▼▼▼

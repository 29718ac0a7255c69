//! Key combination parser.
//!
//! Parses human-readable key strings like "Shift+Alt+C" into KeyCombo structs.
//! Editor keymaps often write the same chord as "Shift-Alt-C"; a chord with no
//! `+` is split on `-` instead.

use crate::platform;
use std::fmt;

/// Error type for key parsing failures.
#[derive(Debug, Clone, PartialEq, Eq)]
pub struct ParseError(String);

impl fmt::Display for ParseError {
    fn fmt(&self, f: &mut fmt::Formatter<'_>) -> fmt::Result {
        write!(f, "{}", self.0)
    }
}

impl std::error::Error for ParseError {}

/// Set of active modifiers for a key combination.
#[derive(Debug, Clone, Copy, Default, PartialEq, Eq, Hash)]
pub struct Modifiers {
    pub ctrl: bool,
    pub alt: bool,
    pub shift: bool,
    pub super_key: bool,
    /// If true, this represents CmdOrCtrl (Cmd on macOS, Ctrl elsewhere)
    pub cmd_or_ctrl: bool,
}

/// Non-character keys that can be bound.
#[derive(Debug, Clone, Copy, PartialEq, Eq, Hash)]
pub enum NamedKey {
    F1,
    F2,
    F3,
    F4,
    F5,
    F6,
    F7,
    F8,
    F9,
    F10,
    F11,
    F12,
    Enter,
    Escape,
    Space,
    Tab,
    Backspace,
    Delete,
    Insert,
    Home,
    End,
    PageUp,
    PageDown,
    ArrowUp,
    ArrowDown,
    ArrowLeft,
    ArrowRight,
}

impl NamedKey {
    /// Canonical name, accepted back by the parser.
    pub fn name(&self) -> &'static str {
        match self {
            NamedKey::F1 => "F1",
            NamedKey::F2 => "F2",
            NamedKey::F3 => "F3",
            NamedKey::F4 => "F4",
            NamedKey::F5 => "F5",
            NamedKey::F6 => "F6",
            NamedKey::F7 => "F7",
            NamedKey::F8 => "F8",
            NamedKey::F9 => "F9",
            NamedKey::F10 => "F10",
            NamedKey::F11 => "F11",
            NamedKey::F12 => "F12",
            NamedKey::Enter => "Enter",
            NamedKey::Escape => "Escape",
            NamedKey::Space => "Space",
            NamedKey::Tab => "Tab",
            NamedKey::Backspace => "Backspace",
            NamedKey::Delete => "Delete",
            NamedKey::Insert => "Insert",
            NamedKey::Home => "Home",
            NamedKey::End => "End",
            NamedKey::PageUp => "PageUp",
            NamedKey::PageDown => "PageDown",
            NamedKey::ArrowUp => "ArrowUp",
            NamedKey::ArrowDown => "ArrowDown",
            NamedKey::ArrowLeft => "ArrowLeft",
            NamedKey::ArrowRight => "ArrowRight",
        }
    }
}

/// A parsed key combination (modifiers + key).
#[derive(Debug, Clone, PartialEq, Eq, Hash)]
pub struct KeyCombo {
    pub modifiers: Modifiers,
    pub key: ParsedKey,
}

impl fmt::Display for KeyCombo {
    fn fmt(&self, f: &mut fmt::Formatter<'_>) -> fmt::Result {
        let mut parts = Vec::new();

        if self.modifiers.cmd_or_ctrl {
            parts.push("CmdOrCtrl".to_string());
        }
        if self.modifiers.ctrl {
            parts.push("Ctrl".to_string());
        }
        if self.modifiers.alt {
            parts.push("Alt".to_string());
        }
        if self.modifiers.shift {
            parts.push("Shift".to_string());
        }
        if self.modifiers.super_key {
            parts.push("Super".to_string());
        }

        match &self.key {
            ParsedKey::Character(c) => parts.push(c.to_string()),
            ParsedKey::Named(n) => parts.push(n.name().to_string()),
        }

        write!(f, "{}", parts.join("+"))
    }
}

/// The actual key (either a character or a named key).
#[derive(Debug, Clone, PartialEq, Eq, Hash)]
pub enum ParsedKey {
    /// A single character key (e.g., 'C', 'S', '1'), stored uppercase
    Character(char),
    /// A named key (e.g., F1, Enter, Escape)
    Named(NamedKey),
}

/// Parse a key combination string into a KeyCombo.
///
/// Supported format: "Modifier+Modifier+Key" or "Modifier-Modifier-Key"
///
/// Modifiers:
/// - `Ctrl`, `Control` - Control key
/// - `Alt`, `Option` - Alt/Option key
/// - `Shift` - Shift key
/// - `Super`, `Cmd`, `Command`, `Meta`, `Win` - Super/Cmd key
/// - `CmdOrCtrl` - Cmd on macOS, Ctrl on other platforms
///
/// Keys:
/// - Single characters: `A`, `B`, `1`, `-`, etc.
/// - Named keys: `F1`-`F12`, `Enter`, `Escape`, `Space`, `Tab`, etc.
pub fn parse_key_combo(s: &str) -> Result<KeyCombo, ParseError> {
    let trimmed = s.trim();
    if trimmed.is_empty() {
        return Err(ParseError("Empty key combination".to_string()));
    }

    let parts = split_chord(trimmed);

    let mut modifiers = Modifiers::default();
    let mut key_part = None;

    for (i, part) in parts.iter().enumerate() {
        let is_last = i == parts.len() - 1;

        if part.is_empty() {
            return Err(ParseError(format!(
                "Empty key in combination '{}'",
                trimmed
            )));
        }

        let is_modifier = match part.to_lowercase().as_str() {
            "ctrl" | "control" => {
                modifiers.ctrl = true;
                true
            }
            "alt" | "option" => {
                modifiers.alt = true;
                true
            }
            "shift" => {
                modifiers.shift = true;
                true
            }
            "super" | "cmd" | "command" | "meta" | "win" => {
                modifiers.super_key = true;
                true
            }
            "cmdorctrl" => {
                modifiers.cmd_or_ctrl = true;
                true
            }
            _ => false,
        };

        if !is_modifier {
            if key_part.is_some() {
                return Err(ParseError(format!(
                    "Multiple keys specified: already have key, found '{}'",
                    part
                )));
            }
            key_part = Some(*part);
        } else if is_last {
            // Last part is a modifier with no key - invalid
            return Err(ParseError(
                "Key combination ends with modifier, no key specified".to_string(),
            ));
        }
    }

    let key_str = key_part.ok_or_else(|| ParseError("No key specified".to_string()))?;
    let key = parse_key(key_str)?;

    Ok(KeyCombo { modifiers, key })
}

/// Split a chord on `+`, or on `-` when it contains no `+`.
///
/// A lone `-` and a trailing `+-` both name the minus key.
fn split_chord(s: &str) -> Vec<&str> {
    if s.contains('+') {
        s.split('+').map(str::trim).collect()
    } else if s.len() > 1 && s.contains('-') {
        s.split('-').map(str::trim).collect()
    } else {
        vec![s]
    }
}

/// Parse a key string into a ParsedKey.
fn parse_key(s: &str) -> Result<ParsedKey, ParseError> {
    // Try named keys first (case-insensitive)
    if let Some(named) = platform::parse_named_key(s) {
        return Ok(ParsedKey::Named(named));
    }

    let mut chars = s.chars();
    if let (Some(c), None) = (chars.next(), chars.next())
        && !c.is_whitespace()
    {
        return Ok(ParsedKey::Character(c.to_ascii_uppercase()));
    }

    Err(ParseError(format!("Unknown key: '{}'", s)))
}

▲▲▲
▼▼▼

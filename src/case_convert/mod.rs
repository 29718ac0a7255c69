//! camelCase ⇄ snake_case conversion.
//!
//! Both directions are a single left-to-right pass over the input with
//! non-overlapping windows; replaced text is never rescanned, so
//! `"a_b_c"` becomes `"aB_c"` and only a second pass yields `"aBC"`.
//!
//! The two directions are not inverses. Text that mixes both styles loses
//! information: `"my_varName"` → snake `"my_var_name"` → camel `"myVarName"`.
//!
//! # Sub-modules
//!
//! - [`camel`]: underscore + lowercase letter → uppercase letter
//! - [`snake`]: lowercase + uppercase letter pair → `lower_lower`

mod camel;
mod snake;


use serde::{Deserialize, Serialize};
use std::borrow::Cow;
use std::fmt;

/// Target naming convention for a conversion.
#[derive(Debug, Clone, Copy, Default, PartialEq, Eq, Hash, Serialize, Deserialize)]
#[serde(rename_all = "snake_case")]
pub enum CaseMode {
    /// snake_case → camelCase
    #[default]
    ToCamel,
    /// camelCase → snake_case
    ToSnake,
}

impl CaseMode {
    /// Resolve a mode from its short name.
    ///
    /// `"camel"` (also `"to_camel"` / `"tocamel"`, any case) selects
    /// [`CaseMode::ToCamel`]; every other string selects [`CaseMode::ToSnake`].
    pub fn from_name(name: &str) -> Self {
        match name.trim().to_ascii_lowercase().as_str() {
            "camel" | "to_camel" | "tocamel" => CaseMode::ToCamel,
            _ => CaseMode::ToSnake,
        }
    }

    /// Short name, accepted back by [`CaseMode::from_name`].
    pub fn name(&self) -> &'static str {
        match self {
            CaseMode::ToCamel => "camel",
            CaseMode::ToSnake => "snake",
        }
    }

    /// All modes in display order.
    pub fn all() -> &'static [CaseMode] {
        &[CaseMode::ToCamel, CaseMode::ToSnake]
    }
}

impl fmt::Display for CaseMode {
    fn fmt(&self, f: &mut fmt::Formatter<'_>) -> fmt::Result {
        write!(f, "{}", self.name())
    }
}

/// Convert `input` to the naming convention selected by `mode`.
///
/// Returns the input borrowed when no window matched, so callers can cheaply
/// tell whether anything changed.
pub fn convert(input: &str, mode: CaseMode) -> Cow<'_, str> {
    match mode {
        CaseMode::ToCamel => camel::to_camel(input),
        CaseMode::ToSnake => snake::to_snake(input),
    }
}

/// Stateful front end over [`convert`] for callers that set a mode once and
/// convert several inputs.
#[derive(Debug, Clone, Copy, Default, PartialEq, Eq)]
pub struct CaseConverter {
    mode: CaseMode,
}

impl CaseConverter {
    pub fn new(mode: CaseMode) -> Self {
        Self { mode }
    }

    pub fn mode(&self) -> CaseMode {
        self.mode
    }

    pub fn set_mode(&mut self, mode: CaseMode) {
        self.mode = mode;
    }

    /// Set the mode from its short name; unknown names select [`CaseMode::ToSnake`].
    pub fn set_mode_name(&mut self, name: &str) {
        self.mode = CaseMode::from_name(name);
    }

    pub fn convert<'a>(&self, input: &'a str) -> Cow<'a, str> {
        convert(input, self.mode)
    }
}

▲▲▲

_Task prompt_. Copy from the entries only those lines that hold the word "derive".

_Exercise solution_.
#[derive(Debug, Clone, PartialEq, Eq)]
#[derive(Debug, Clone, Copy, Default, PartialEq, Eq, Hash)]
#[derive(Debug, Clone, Copy, PartialEq, Eq, Hash)]
#[derive(Debug, Clone, PartialEq, Eq, Hash)]
#[derive(Debug, Clone, PartialEq, Eq, Hash)]
#[derive(Debug, Clone, Copy, Default, PartialEq, Eq, Hash, Serialize, Deserialize)]
#[derive(Debug, Clone, Copy, Default, PartialEq, Eq)]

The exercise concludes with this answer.